*** Opening of EXTRACTED MATERIAL ***

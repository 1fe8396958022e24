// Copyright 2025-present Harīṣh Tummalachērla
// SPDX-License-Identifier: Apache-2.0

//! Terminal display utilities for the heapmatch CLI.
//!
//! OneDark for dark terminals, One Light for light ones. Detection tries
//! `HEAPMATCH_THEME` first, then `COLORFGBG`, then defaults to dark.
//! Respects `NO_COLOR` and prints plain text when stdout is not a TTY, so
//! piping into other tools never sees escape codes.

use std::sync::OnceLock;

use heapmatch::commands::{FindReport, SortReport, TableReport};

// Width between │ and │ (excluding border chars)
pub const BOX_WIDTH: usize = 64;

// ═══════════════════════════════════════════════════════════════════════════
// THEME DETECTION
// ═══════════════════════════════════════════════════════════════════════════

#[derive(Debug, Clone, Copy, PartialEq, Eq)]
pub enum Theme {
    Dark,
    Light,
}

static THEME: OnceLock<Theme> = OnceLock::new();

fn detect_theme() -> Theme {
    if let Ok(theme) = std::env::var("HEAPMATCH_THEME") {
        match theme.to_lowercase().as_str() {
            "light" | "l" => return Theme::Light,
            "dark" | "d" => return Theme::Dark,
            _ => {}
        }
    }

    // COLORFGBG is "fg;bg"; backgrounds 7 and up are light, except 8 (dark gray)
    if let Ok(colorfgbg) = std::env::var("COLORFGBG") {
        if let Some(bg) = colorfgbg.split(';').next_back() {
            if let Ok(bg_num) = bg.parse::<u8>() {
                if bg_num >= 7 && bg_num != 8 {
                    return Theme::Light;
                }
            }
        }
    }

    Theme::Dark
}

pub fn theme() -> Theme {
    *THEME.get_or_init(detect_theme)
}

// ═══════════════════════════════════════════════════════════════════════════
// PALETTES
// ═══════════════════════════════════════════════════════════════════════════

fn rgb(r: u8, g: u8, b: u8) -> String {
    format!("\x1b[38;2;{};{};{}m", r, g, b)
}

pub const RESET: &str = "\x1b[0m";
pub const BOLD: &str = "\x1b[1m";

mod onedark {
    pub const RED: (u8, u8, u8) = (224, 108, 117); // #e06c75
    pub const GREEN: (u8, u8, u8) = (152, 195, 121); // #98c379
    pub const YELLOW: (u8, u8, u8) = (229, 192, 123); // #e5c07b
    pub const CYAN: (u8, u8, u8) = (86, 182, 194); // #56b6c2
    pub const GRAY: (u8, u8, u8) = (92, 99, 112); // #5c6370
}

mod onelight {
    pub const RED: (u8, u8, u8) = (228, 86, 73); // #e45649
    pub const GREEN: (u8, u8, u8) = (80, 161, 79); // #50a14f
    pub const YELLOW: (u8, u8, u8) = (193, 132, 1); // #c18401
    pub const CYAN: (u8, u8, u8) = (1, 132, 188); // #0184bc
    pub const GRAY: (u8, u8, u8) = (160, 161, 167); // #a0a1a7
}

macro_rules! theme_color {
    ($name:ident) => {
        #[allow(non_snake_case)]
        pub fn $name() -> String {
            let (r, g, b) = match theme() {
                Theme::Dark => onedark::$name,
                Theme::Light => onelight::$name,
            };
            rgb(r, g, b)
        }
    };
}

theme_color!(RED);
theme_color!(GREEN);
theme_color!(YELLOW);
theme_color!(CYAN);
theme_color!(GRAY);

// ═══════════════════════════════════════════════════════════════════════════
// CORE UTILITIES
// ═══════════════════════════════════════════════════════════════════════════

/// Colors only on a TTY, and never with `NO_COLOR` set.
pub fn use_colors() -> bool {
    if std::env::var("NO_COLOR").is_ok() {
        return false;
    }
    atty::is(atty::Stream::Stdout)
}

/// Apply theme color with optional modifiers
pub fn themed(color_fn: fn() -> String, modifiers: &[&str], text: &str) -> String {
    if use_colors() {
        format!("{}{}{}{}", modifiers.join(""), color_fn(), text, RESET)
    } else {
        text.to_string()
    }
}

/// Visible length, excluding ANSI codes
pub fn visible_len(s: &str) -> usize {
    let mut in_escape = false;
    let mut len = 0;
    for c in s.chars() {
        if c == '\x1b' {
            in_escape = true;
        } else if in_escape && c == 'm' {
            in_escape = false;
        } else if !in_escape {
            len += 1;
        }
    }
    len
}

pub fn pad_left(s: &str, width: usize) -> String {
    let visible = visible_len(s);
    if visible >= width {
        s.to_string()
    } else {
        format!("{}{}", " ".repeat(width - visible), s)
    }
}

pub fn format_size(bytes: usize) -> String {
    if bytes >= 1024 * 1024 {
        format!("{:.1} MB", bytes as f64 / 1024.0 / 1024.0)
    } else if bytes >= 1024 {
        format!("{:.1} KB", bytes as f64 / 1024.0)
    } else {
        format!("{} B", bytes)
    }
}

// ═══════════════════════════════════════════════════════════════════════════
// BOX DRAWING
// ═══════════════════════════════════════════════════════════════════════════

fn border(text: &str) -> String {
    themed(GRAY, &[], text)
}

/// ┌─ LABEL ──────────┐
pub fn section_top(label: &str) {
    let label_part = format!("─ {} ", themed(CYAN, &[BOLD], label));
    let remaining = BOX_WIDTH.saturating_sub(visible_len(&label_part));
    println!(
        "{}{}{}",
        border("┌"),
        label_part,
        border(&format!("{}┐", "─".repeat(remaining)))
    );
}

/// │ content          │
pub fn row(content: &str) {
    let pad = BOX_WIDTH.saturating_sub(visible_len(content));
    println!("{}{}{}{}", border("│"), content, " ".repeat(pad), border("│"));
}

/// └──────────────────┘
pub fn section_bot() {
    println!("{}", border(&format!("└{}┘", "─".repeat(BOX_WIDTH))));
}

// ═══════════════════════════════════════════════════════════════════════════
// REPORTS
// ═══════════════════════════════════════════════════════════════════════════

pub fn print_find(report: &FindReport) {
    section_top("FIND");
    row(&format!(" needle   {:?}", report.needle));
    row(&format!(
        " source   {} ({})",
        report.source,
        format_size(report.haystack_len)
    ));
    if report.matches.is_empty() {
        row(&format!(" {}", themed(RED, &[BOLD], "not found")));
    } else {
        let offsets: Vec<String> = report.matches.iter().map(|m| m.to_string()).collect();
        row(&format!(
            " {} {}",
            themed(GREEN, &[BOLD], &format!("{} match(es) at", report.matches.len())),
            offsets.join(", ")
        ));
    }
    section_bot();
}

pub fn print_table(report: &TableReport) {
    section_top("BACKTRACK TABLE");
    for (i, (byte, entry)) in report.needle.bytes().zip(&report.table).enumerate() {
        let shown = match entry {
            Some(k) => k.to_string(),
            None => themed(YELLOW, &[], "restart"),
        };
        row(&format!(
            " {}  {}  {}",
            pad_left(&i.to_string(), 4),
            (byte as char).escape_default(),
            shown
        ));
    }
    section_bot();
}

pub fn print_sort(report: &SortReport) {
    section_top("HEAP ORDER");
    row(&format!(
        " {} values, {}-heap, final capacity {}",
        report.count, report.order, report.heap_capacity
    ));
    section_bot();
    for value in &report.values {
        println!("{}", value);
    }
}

*** Close of EXTRACTED MATERIAL ***
*** Opening of EXTRACTED MATERIAL ***

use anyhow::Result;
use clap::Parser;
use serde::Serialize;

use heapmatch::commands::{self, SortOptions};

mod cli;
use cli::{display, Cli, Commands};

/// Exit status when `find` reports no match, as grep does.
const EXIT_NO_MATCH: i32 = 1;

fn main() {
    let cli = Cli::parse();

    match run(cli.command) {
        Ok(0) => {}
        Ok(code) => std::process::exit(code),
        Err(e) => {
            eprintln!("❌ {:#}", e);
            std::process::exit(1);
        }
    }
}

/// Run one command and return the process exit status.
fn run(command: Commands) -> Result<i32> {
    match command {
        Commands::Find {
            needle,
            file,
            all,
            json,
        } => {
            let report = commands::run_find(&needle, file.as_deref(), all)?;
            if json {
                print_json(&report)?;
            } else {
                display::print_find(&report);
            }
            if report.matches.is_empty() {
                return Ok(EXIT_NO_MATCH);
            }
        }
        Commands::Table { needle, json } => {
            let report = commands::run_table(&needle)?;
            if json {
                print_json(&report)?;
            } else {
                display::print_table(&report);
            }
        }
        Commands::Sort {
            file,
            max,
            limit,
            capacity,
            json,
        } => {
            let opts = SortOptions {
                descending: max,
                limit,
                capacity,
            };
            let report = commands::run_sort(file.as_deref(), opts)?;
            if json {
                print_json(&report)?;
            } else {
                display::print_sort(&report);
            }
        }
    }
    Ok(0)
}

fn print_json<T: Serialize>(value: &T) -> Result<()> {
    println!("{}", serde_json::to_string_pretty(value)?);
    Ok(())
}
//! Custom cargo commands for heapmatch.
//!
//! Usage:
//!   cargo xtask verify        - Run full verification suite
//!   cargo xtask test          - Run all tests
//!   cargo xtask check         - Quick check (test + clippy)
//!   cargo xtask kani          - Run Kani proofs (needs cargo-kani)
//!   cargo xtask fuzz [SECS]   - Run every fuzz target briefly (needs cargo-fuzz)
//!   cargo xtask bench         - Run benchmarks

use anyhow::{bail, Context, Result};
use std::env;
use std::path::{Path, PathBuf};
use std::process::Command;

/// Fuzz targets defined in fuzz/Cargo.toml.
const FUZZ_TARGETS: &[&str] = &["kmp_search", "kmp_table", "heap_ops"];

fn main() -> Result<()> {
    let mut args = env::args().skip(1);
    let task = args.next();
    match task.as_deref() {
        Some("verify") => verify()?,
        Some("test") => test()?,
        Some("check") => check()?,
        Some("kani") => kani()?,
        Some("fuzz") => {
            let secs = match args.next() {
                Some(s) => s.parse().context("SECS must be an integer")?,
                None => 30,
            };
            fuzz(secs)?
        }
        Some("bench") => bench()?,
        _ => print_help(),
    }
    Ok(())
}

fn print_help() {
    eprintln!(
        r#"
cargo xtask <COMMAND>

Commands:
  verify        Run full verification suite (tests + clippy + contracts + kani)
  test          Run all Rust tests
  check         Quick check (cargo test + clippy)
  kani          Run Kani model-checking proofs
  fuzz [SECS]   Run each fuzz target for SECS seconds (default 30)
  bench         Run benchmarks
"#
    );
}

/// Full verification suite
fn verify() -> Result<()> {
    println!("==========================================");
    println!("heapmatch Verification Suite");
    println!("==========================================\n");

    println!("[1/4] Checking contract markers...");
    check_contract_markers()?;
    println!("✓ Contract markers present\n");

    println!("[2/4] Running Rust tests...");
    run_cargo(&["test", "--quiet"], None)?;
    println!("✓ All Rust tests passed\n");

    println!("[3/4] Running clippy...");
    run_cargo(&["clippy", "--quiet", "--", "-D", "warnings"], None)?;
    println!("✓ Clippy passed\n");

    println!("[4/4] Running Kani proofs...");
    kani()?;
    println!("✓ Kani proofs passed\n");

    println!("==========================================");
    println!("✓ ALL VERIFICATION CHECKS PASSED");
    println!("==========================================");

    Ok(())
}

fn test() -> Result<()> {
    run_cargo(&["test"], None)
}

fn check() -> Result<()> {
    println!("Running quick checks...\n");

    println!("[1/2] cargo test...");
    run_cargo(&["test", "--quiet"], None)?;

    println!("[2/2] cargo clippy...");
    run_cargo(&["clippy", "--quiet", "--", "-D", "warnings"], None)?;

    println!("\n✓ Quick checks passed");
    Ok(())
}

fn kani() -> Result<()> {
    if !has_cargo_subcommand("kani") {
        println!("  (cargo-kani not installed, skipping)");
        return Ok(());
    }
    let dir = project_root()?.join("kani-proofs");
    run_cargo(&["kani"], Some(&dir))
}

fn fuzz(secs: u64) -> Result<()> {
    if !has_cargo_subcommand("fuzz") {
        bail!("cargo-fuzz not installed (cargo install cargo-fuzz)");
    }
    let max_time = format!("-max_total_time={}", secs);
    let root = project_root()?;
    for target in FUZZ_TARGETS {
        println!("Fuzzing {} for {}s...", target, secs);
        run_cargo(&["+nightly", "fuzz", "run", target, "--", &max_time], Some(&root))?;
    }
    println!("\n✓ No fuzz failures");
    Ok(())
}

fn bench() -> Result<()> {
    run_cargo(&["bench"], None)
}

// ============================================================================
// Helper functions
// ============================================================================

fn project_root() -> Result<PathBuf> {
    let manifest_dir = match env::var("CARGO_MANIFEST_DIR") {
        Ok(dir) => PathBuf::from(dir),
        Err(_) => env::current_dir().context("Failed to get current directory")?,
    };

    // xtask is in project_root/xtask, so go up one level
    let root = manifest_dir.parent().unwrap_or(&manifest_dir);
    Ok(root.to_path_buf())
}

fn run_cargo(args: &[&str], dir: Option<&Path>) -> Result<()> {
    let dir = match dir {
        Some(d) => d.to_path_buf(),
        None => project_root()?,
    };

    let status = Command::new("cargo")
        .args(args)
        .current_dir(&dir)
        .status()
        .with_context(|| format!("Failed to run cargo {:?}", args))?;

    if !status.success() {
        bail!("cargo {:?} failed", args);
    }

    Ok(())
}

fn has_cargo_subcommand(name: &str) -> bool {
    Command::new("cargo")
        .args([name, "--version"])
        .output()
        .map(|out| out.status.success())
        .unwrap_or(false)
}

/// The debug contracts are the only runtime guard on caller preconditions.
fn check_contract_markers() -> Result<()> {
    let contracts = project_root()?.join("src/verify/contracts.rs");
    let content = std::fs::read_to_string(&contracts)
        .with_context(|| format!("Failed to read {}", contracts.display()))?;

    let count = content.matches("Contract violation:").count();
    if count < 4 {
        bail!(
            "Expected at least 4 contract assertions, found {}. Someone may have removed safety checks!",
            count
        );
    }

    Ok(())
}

*** Close of EXTRACTED MATERIAL ***
*** Opening of EXTRACTED MATERIAL ***

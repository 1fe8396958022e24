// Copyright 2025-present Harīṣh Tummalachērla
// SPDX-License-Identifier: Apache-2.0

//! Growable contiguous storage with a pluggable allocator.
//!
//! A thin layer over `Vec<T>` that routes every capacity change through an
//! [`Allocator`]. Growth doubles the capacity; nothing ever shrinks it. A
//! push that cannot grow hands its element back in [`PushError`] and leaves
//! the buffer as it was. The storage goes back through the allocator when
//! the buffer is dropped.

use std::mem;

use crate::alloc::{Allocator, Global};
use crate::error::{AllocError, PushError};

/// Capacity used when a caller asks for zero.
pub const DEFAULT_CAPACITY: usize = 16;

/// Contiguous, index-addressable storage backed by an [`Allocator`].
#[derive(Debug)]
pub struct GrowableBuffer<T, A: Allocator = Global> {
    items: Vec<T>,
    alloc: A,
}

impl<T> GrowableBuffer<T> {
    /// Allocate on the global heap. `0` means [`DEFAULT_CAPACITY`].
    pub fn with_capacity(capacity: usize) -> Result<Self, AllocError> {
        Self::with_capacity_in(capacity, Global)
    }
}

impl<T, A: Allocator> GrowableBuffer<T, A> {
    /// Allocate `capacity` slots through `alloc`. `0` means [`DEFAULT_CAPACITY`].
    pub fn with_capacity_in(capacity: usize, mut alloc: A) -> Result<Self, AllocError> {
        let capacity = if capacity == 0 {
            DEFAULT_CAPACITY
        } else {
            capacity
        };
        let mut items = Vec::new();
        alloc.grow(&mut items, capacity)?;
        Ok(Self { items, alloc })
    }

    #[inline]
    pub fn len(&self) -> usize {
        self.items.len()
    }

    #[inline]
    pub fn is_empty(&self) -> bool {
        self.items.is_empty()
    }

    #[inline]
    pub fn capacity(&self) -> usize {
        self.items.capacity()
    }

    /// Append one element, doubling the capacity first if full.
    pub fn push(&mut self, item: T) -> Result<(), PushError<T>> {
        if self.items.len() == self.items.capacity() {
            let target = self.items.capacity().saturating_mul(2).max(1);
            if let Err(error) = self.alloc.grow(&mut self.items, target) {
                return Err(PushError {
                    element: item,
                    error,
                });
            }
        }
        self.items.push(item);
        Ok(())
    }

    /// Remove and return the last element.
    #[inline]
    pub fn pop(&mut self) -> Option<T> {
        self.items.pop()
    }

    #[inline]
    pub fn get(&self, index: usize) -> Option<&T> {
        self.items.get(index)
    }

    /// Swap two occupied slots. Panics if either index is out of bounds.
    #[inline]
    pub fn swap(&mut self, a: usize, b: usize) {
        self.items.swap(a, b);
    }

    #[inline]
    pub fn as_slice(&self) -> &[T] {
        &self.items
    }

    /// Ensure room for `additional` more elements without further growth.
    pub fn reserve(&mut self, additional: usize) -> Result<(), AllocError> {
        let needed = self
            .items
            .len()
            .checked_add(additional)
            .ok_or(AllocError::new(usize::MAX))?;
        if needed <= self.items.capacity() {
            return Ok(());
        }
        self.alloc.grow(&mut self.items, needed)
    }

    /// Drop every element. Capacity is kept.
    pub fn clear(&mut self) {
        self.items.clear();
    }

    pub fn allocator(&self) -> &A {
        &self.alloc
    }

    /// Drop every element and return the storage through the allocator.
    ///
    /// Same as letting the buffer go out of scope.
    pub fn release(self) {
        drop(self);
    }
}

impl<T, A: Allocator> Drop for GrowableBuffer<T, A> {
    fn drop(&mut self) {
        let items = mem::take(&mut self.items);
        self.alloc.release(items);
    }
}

*** Close of EXTRACTED MATERIAL ***

REQUIRED WORK »
Return a word-for-word copy of the lines above from the one holding "theme_color!(RED);" through the one holding "pub fn use_colors()", with both of them included and nothing besides.

ANSWER TO THE EXERCISE »
theme_color!(RED);
theme_color!(GREEN);
theme_color!(YELLOW);
theme_color!(CYAN);
theme_color!(GRAY);

// ═══════════════════════════════════════════════════════════════════════════
// CORE UTILITIES
// ═══════════════════════════════════════════════════════════════════════════

/// Colors only on a TTY, and never with `NO_COLOR` set.
pub fn use_colors() -> bool {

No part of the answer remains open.